DVD Review: 'We Shall Overcome'

★★★★☆
Niels Arden Oplev's (director of the first in the original Swedish The Girl with the Dragon Tattoo trilogy and the recent Deadfall) partly autobiographical film We Shall Overcome (Drømmen, 2006) is a tender portrait of a young boy growing up in 1960s Denmark who, inspired by the speeches of Martin Luther King, Jr. takes a stand against tyranny. Thirteen-year-old Frits (Janus Dissing Rathke) is the victim of bullying at school but it is his headmaster, rather than his fellow pupils, who is his main tormentor. Lindum-Svendsen (Bent Mejding) rules the school with a rod of iron and strikes terror into the children's hearts.

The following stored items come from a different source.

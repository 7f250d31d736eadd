//! Show command implementation.
//!
//! Looks a parliamentarian up by slug. When the slug is unknown the argument
//! is treated as a name: a single match is shown directly, several matches
//! are offered in an interactive picker.

use crate::display::{Output, circonscription, print_json};
use anyhow::{Context, Result, bail};
use cpc_lib::prelude::*;
use inquire::Select;
use serde_json::Value;
use std::io::IsTerminal;

/// Show the full record of a parliamentarian.
pub(crate) async fn show(api: &CpcApi, slug: &str, output: Output) -> Result<()> {
    let parliamentarian = match api.parliamentarian(slug).await {
        Ok(p) => p,
        Err(e) if e.is_not_found() => {
            tracing::info!(slug, "unknown slug, searching by name");
            let chosen = pick_by_name(api, slug).await?;
            api.parliamentarian(&chosen)
                .await
                .with_context(|| format!("Failed to fetch '{chosen}'"))?
        }
        Err(e) => return Err(e).with_context(|| format!("Failed to fetch '{slug}'")),
    };

    if output == Output::Json {
        return print_json(&parliamentarian);
    }

    print_record(&parliamentarian);
    Ok(())
}

async fn pick_by_name(api: &CpcApi, name: &str) -> Result<String> {
    let matches = api
        .search_parliamentarians(name)
        .await
        .with_context(|| format!("Search for '{name}' failed"))?;

    match matches.as_slice() {
        [] => bail!("No {} matches '{name}'", api.config().ptype()),
        [only] => Ok(only.slug.clone()),
        _ if !std::io::stdin().is_terminal() => {
            let slugs: Vec<_> = matches.iter().map(|p| p.slug.as_str()).collect();
            bail!("'{name}' is ambiguous: {}", slugs.join(", "))
        }
        _ => {
            let options: Vec<String> = matches
                .iter()
                .map(|p| format!("{} | {p}", p.slug))
                .collect();

            let selection = Select::new(&format!("Several matches for '{name}':"), options)
                .prompt()
                .context("Selection cancelled")?;

            // The slug is the first part before " | "
            let slug = selection
                .split(" | ")
                .next()
                .context("Failed to parse selection")?
                .to_string();
            Ok(slug)
        }
    }
}

fn print_record(p: &Parliamentarian) {
    println!("{}", p.display_name());
    println!("{}", "=".repeat(p.display_name().chars().count()));
    println!();
    println!("Slug:            {}", p.slug);
    if let Some(id) = p.id {
        println!("Id:              {id}");
    }
    if let Some(groupe) = &p.groupe_sigle {
        println!("Group:           {groupe}");
    }
    println!("Circonscription: {}", circonscription(p));
    if let Some(start) = p.mandate_start() {
        println!("Mandate start:   {start}");
    }
    match p.mandate_end() {
        Some(end) => println!("Mandate end:     {end}"),
        None => println!("Mandate end:     (sitting)"),
    }

    let scalars: Vec<_> = p
        .extra
        .iter()
        .filter_map(|(key, value)| scalar_text(value).map(|text| (key, text)))
        .collect();
    if !scalars.is_empty() {
        println!();
        for (key, text) in scalars {
            println!("{key:<16} {text}");
        }
    }
}

fn scalar_text(value: &Value) -> Option<String> {
    match value {
        Value::String(s) if !s.is_empty() => Some(s.clone()),
        Value::Number(n) => Some(n.to_string()),
        Value::Bool(b) => Some(b.to_string()),
        _ => None,
    }
}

Frits' farmer father (Jens Jørn Spottag, a regular fixture in popular Scandi-crime TV series The Protectors) has suffered a nervous breakdown and is in hospital, so Frits finds solace in the company of the school's newest recruit Freddie (Anders W. Berthelsen) a hippy, trainee teacher who introduces his pupils to blues music and, more importantly, encourages Fritz in his love of King, Jr. and the American Civil Rights Movement. On the day his father returns home, Frits is punished so savagely by the headmaster that his earlobe is half ripped off. The family decide to lodge a formal complaint against Lindum-Svendsen with the governing board. Soon after, Frits' mother (Anne-Grethe Bjarup Riis) loses her job as the school nurse.

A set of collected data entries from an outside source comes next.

/// Operations offered by the parliamentary data API.
///
/// [`CpcApi`] performs real HTTP requests; [`mock::MockParliamentApi`]
/// (behind the `test-utils` feature) returns canned results.
#[async_trait]
pub trait ParliamentApi: Send + Sync {
    /// Returns the configuration every call is built from.
    fn config(&self) -> &ClientConfig;

    /// Fetches the activity synthesis for the whole legislature, or for one month.
    async fn synthese(&self, month: Option<SyntheseMonth>) -> Result<Synthese>;

    /// Lists parliamentarians, optionally only the sitting ones.
    async fn parliamentarians(&self, active_only: bool) -> Result<Vec<Parliamentarian>>;

    /// Fetches the full record of one parliamentarian.
    async fn parliamentarian(&self, slug: &str) -> Result<Parliamentarian>;

    /// Fetches the votes of one parliamentarian, in remote order.
    async fn parliamentarian_votes(&self, slug: &str) -> Result<Vec<Vote>>;

    /// Fetches and decodes a portrait of exactly `pixels` x `pixels`.
    async fn picture(&self, slug: &str, pixels: u32) -> Result<Picture>;

    /// Runs the remote full-text search.
    async fn full_text_search(&self, query: &str, page: u32) -> Result<Vec<SearchHit>>;

    /// Finds parliamentarians whose name resembles `name`.
    ///
    /// Returns at most [`crate::search::DEFAULT_LIMIT`] records, best first.
    /// A blank name returns an empty list without any request.
    async fn search_parliamentarians(&self, name: &str) -> Result<Vec<Parliamentarian>> {
        let matches = self
            .search_parliamentarians_with(&SearchQuery::new(name))
            .await?;
        Ok(matches.into_iter().map(|m| m.parliamentarian).collect())
    }

    /// Finds parliamentarians matching a detailed query, with scores.
    async fn search_parliamentarians_with(&self, query: &SearchQuery) -> Result<Vec<SearchMatch>> {
        if query.is_blank() {
            return Ok(Vec::new());
        }
        let candidates = self.parliamentarians(query.active_only).await?;
        Ok(rank(candidates, query))
    }
}

/// HTTP implementation of [`ParliamentApi`].
///
/// Stateless apart from its configuration and connection pool; cloning is
/// cheap and clones share the pool.
#[derive(Debug, Clone)]
pub struct CpcApi {
    client: Client,
    config: ClientConfig,
}

impl CpcApi {
    /// Creates a client for the given configuration.
    ///
    /// # Errors
    ///
    /// Returns [`RemoteError::Http`] if the HTTP client cannot be created.
    pub fn new(config: ClientConfig) -> Result<Self> {
        let client = Client::builder()
            .timeout(config.timeout())
            .connect_timeout(Duration::from_secs(10))
            .user_agent(config.user_agent())
            .gzip(true)
            .build()
            .map_err(transport_error)?;
        Ok(Self { client, config })
    }

    /// Creates a client for the current deputies.
    ///
    /// # Errors
    ///
    /// Returns [`RemoteError::Http`] if the HTTP client cannot be created.
    pub fn with_defaults() -> Result<Self> {
        Self::new(ClientConfig::default())
    }

    /// Creates a client around an existing `reqwest::Client`.
    #[must_use]
    pub const fn with_client(client: Client, config: ClientConfig) -> Self {
        Self { client, config }
    }

    /// Returns the portrait URL without fetching it.
    #[must_use]
    pub fn picture_url(&self, slug: &str, pixels: u32) -> String {
        url::picture_url(&self.config, slug, pixels)
    }

    /// GETs a URL. A 404 yields `Ok(None)`; other non-success statuses fail.
    async fn fetch(&self, url: &str) -> Result<Option<Bytes>> {
        tracing::debug!(%url, "GET");
        let response = self
            .client
            .get(url)
            .send()
            .await
            .map_err(transport_error)?;

        let status = response.status();
        tracing::debug!(%url, status = status.as_u16(), "response");

        if status == StatusCode::NOT_FOUND {
            return Ok(None);
        }
        if !status.is_success() {
            tracing::warn!(%url, status = status.as_u16(), "request rejected");
            return Err(RemoteError::Status {
                url: url.to_string(),
                status: status.as_u16(),
            }
            .into());
        }

        let body = response.bytes().await.map_err(transport_error)?;
        Ok(Some(body))
    }

    /// GETs a URL that must exist.
    async fn fetch_existing(&self, url: &str) -> Result<Bytes> {
        self.fetch(url).await?.ok_or_else(|| {
            RemoteError::Status {
                url: url.to_string(),
                status: StatusCode::NOT_FOUND.as_u16(),
            }
            .into()
        })
    }
}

Meanwhile, Frits decides to change his name to Martin and starts to raise questions in class about Denmark's involvement in the slave-trade. As a boy on the verge of adolescence everything is magnified in Frits' life. Beauty and cruelty loom large and are conveyed through Lars Vestergaard's long shots of the lush landscape surrounding the family's farm, contrasted with his close-ups of Frits' despair and his battered face. Similarly, Frits' joy as he works the land with his father is at odds with his hatred of the pigs' squealing as they are sent to slaughter. Dissing Rathke brilliantly suggests the accumulative loneliness of a boy taunted by his peers and ruthlessly bullied by an authoritarian figure over which he, and his family, have no control.

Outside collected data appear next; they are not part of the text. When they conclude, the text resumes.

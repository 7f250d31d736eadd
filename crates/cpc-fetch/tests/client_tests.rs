//! Integration tests for `CpcApi` against a stubbed HTTP server.

mod common;

use std::time::Duration;

use common::{client, deputies_client, deputy, png, vote, wrap_list};
use cpc_fetch::{CpcApi, ParliamentApi, ParliamentarianExt, SearchQuery};
use cpc_types::{
    BallotingIndex, ClientConfig, ConfigurationError, CpcError, EntityKind, Legislature,
    ParliamentType, Position, RemoteError,
};
use serde_json::json;
use wiremock::matchers::{method, path, query_param};
use wiremock::{Mock, MockServer, ResponseTemplate};

fn assembly() -> serde_json::Value {
    wrap_list(
        "deputes",
        "depute",
        vec![
            deputy("jean-francois-cope", "Jean-François Copé", "Copé"),
            deputy("jean-luc-melenchon", "Jean-Luc Mélenchon", "Mélenchon"),
            deputy("nadine-morano", "Nadine Morano", "Morano"),
        ],
    )
}

#[tokio::test]
async fn test_list_parliamentarians() {
    let server = MockServer::start().await;
    Mock::given(method("GET"))
        .and(path("/deputes/json"))
        .respond_with(ResponseTemplate::new(200).set_body_json(assembly()))
        .expect(1)
        .mount(&server)
        .await;

    let api = deputies_client(&server, Legislature::L2017_2022);
    let list = api.parliamentarians(false).await.expect("should succeed");

    assert_eq!(list.len(), 3);
    assert_eq!(list[1].slug, "jean-luc-melenchon");
    assert_eq!(list[1].num_circo, Some(1));
    assert_eq!(list[1].get("id_an"), Some(&json!("1008")));
}

#[tokio::test]
async fn test_list_sitting_parliamentarians() {
    let server = MockServer::start().await;
    Mock::given(method("GET"))
        .and(path("/deputes/enmandat/json"))
        .respond_with(ResponseTemplate::new(200).set_body_json(assembly()))
        .expect(1)
        .mount(&server)
        .await;

    let api = deputies_client(&server, Legislature::Current);
    let list = api.parliamentarians(true).await.expect("should succeed");

    assert_eq!(list.len(), 3);
}

#[tokio::test]
async fn test_senate_endpoint_family() {
    let server = MockServer::start().await;
    Mock::given(method("GET"))
        .and(path("/senateurs/json"))
        .respond_with(ResponseTemplate::new(200).set_body_json(wrap_list(
            "senateurs",
            "senateur",
            vec![json!({"slug": "gerard-larcher", "nom": "Gérard Larcher", "nom_de_famille": "Larcher"})],
        )))
        .mount(&server)
        .await;

    let api = client(&server, ParliamentType::Senateur, Legislature::Current);
    let found = api.search_parliamentarians("Larcher").await.expect("should succeed");

    assert_eq!(found.len(), 1);
    assert_eq!(found[0].nom_de_famille.as_deref(), Some("Larcher"));
}

#[tokio::test]
async fn test_search_then_lookup_returns_same_slug() {
    let server = MockServer::start().await;
    Mock::given(method("GET"))
        .and(path("/deputes/json"))
        .respond_with(ResponseTemplate::new(200).set_body_json(assembly()))
        .mount(&server)
        .await;
    Mock::given(method("GET"))
        .and(path("/jean-luc-melenchon/json"))
        .respond_with(ResponseTemplate::new(200).set_body_json(json!({
            "depute": deputy("jean-luc-melenchon", "Jean-Luc Mélenchon", "Mélenchon")
        })))
        .mount(&server)
        .await;

    let api = deputies_client(&server, Legislature::L2017_2022);
    let found = api.search_parliamentarians("Melenchon").await.expect("search");
    let slug = found[0].slug.clone();

    let detail = api.parliamentarian(&slug).await.expect("lookup");
    assert_eq!(detail.slug, slug);
    assert_eq!(detail.nom_de_famille.as_deref(), Some("Mélenchon"));
}

#[tokio::test]
async fn test_search_with_scores_and_limit() {
    let server = MockServer::start().await;
    Mock::given(method("GET"))
        .and(path("/deputes/json"))
        .respond_with(ResponseTemplate::new(200).set_body_json(assembly()))
        .mount(&server)
        .await;

    let api = deputies_client(&server, Legislature::Current);
    let query = SearchQuery::new("o").field("nom_de_famille").limit(2);
    let matches = api.search_parliamentarians_with(&query).await.expect("search");

    assert_eq!(matches.len(), 2);
    assert!(matches[0].score >= matches[1].score);
}

#[tokio::test]
async fn test_empty_search_is_empty_and_silent() {
    let server = MockServer::start().await;
    Mock::given(method("GET"))
        .respond_with(ResponseTemplate::new(200).set_body_json(assembly()))
        .expect(0)
        .mount(&server)
        .await;

    let api = deputies_client(&server, Legislature::Current);
    let found = api.search_parliamentarians("").await.expect("never fails");

    assert!(found.is_empty());
}

#[tokio::test]
async fn test_parliamentarian_not_found_status() {
    let server = MockServer::start().await;
    Mock::given(method("GET"))
        .and(path("/nonexistent-slug-xyz/json"))
        .respond_with(ResponseTemplate::new(404))
        .mount(&server)
        .await;

    let api = deputies_client(&server, Legislature::Current);
    let result = api.parliamentarian("nonexistent-slug-xyz").await;

    assert!(matches!(
        result,
        Err(CpcError::NotFound { kind: EntityKind::Parliamentarian, key }) if key == "nonexistent-slug-xyz"
    ));
}

#[tokio::test]
async fn test_parliamentarian_not_found_body() {
    let server = MockServer::start().await;
    Mock::given(method("GET"))
        .and(path("/nonexistent-slug-xyz/json"))
        .respond_with(ResponseTemplate::new(200).set_body_json(json!({})))
        .mount(&server)
        .await;

    let api = deputies_client(&server, Legislature::Current);
    let result = api.parliamentarian("nonexistent-slug-xyz").await;

    assert!(result.is_err_and(|e| e.is_not_found()));
}

#[tokio::test]
async fn test_parliamentarian_unexpected_shape_is_remote() {
    let server = MockServer::start().await;
    Mock::given(method("GET"))
        .and(path("/richard-ferrand/json"))
        .respond_with(ResponseTemplate::new(200).set_body_json(json!([1, 2, 3])))
        .mount(&server)
        .await;

    let api = deputies_client(&server, Legislature::Current);
    let result = api.parliamentarian("richard-ferrand").await;

    assert!(matches!(
        result,
        Err(CpcError::Remote(RemoteError::Json { .. }))
    ));
}

#[tokio::test]
async fn test_votes_not_found_status() {
    let server = MockServer::start().await;
    Mock::given(method("GET"))
        .and(path("/nonexistent-slug-xyz/votes/json"))
        .respond_with(ResponseTemplate::new(404))
        .expect(1)
        .mount(&server)
        .await;

    let api = deputies_client(&server, Legislature::Current);
    let result = api.parliamentarian_votes("nonexistent-slug-xyz").await;

    assert!(matches!(
        result,
        Err(CpcError::NotFound { kind: EntityKind::Parliamentarian, key }) if key == "nonexistent-slug-xyz"
    ));
}

#[tokio::test]
async fn test_server_error_is_remote() {
    let server = MockServer::start().await;
    Mock::given(method("GET"))
        .and(path("/deputes/json"))
        .respond_with(ResponseTemplate::new(500).set_body_json(json!({"error": "boom"})))
        .expect(1)
        .mount(&server)
        .await;

    let api = deputies_client(&server, Legislature::Current);
    let result = api.parliamentarians(false).await;

    // One request only: failures are not retried.
    assert!(matches!(
        result,
        Err(CpcError::Remote(RemoteError::Status { status: 500, .. }))
    ));
}

#[tokio::test]
async fn test_malformed_json_is_remote() {
    let server = MockServer::start().await;
    Mock::given(method("GET"))
        .and(path("/synthese/data/json"))
        .respond_with(ResponseTemplate::new(200).set_body_string("<html>maintenance</html>"))
        .mount(&server)
        .await;

    let api = deputies_client(&server, Legislature::L2017_2022);
    let result = api.synthese(None).await;

    assert!(matches!(
        result,
        Err(CpcError::Remote(RemoteError::Json { .. }))
    ));
}

#[tokio::test]
async fn test_synthese_global_and_monthly() {
    let server = MockServer::start().await;
    let body = wrap_list(
        "deputes",
        "depute",
        vec![json!({
            "nom": "Damien Abad",
            "slug": "damien-abad",
            "groupe_sigle": "LR",
            "semaines_presence": 31
        })],
    );
    Mock::given(method("GET"))
        .and(path("/synthese/data/json"))
        .respond_with(ResponseTemplate::new(200).set_body_json(body.clone()))
        .mount(&server)
        .await;
    Mock::given(method("GET"))
        .and(path("/synthese/201907/json"))
        .respond_with(ResponseTemplate::new(200).set_body_json(body))
        .mount(&server)
        .await;

    let api = deputies_client(&server, Legislature::L2017_2022);

    let global = api.synthese(None).await.expect("global");
    assert!(global.month.is_none());
    assert_eq!(
        global.find("damien-abad").and_then(|e| e.counter("semaines_presence")),
        Some(31)
    );

    let month = "201907".parse().expect("valid month");
    let monthly = api.synthese(Some(month)).await.expect("monthly");
    assert_eq!(monthly.month, Some(month));
    assert_eq!(monthly.len(), 1);
}

#[tokio::test]
async fn test_global_synthese_unavailable_for_2012_2017() {
    let server = MockServer::start().await;
    Mock::given(method("GET"))
        .respond_with(ResponseTemplate::new(200))
        .expect(0)
        .mount(&server)
        .await;

    let api = deputies_client(&server, Legislature::L2012_2017);
    let result = api.synthese(None).await;

    assert!(matches!(
        result,
        Err(CpcError::Configuration(
            ConfigurationError::GlobalSyntheseUnavailable(Legislature::L2012_2017)
        ))
    ));
}

#[tokio::test]
async fn test_votes_and_balloting_index() {
    let server = MockServer::start().await;
    Mock::given(method("GET"))
        .and(path("/jean-luc-melenchon/votes/json"))
        .respond_with(ResponseTemplate::new(200).set_body_json(json!({
            "votes": [
                vote(10, "jean-luc-melenchon", "pour"),
                vote(11, "jean-luc-melenchon", "contre"),
            ]
        })))
        .mount(&server)
        .await;
    Mock::given(method("GET"))
        .and(path("/nadine-morano/votes/json"))
        .respond_with(ResponseTemplate::new(200).set_body_json(json!({
            "votes": [vote(10, "nadine-morano", "contre")]
        })))
        .mount(&server)
        .await;

    let api = deputies_client(&server, Legislature::L2017_2022);
    let melenchon = cpc_types::Parliamentarian::new("jean-luc-melenchon", "Jean-Luc Mélenchon");

    let votes = melenchon.votes(&api).await.expect("votes");
    let numbers: Vec<_> = votes.iter().map(|v| v.balloting_number()).collect();
    assert_eq!(numbers, vec![10, 11]);
    assert!(votes[1].is_dissent());

    let morano_votes = api.parliamentarian_votes("nadine-morano").await.expect("votes");
    let mut index = BallotingIndex::from_votes(&votes);
    index.extend(&morano_votes);

    assert_eq!(index.len(), 2);
    assert_eq!(index.position(10, "nadine-morano"), Some(&Position::Contre));
    assert_eq!(index.position(10, "jean-luc-melenchon"), Some(&Position::Pour));
}

#[tokio::test]
async fn test_picture_at_requested_size() {
    let server = MockServer::start().await;
    Mock::given(method("GET"))
        .and(path("/depute/photo/jean-luc-melenchon/512"))
        .respond_with(
            ResponseTemplate::new(200)
                .insert_header("content-type", "image/png")
                .set_body_bytes(png(512, 512)),
        )
        .mount(&server)
        .await;

    let api = deputies_client(&server, Legislature::L2017_2022);
    let picture = api.picture("jean-luc-melenchon", 512).await.expect("picture");

    assert_eq!(picture.width(), 512);
    assert_eq!(picture.height(), 512);
    assert_eq!(picture.pixel(0, 0), Some([200, 150, 100, 255]));
}

#[tokio::test]
async fn test_picture_never_resized() {
    let server = MockServer::start().await;
    Mock::given(method("GET"))
        .and(path("/depute/photo/jean-luc-melenchon/512"))
        .respond_with(ResponseTemplate::new(200).set_body_bytes(png(400, 512)))
        .mount(&server)
        .await;

    let api = deputies_client(&server, Legislature::L2017_2022);
    let result = api.picture("jean-luc-melenchon", 512).await;

    assert!(matches!(
        result,
        Err(CpcError::Remote(RemoteError::Resolution {
            requested: 512,
            width: 400,
            height: 512
        }))
    ));
}

#[tokio::test]
async fn test_picture_not_found() {
    let server = MockServer::start().await;
    Mock::given(method("GET"))
        .and(path("/depute/photo/nobody/60"))
        .respond_with(ResponseTemplate::new(404))
        .mount(&server)
        .await;

    let api = deputies_client(&server, Legislature::Current);
    let result = api.picture("nobody", 60).await;

    assert!(matches!(
        result,
        Err(CpcError::NotFound {
            kind: EntityKind::Picture,
            ..
        })
    ));
}

#[tokio::test]
async fn test_full_text_search_csv() {
    let server = MockServer::start().await;
    Mock::given(method("GET"))
        .and(path("/recherche/travail"))
        .and(query_param("page", "2"))
        .and(query_param("format", "csv"))
        .respond_with(ResponseTemplate::new(200).set_body_string(
            "document_type;document_id;titre\nIntervention;42;Code du travail\n",
        ))
        .mount(&server)
        .await;

    let api = deputies_client(&server, Legislature::Current);
    let hits = api.full_text_search("travail", 2).await.expect("search");

    assert_eq!(hits.len(), 1);
    assert_eq!(hits[0].get("titre"), Some("Code du travail"));
}

#[tokio::test]
async fn test_request_timeout_is_remote() {
    let server = MockServer::start().await;
    Mock::given(method("GET"))
        .and(path("/deputes/json"))
        .respond_with(
            ResponseTemplate::new(200)
                .set_body_json(assembly())
                .set_delay(Duration::from_secs(5)),
        )
        .mount(&server)
        .await;

    let config = ClientConfig::default()
        .with_base_url(server.uri())
        .expect("stub server URL")
        .with_timeout(Duration::from_millis(100));
    let api = CpcApi::new(config).expect("client build");

    let result = api.parliamentarians(false).await;

    assert!(matches!(result, Err(CpcError::Remote(RemoteError::Http(_)))));
}

#[test]
fn test_unsupported_pair_rejected_at_configuration() {
    // A CpcApi needs a ClientConfig, so no client can exist for this pair.
    let result = ClientConfig::new(ParliamentType::Senateur, Legislature::L2017_2022);
    assert!(matches!(
        result,
        Err(ConfigurationError::UnsupportedLegislature { .. })
    ));

    let err = CpcError::from(ClientConfig::parse("senateur", "2012-2017").unwrap_err());
    assert!(err.is_configuration());
}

Steen Bille and Arden Oplev's script is a subtle call to rebellion. Frits' stand against injustice affects the whole school and eventually draws his family closer. Frits' love for King's principles is hugely endearing and we share his joy and his sorrow as he negotiates his way through the various hierarchies of secondary school. We Shall Overcome is quietly compelling; a poignant coming of age tale, beautifully shot and acted. Warmly recommended.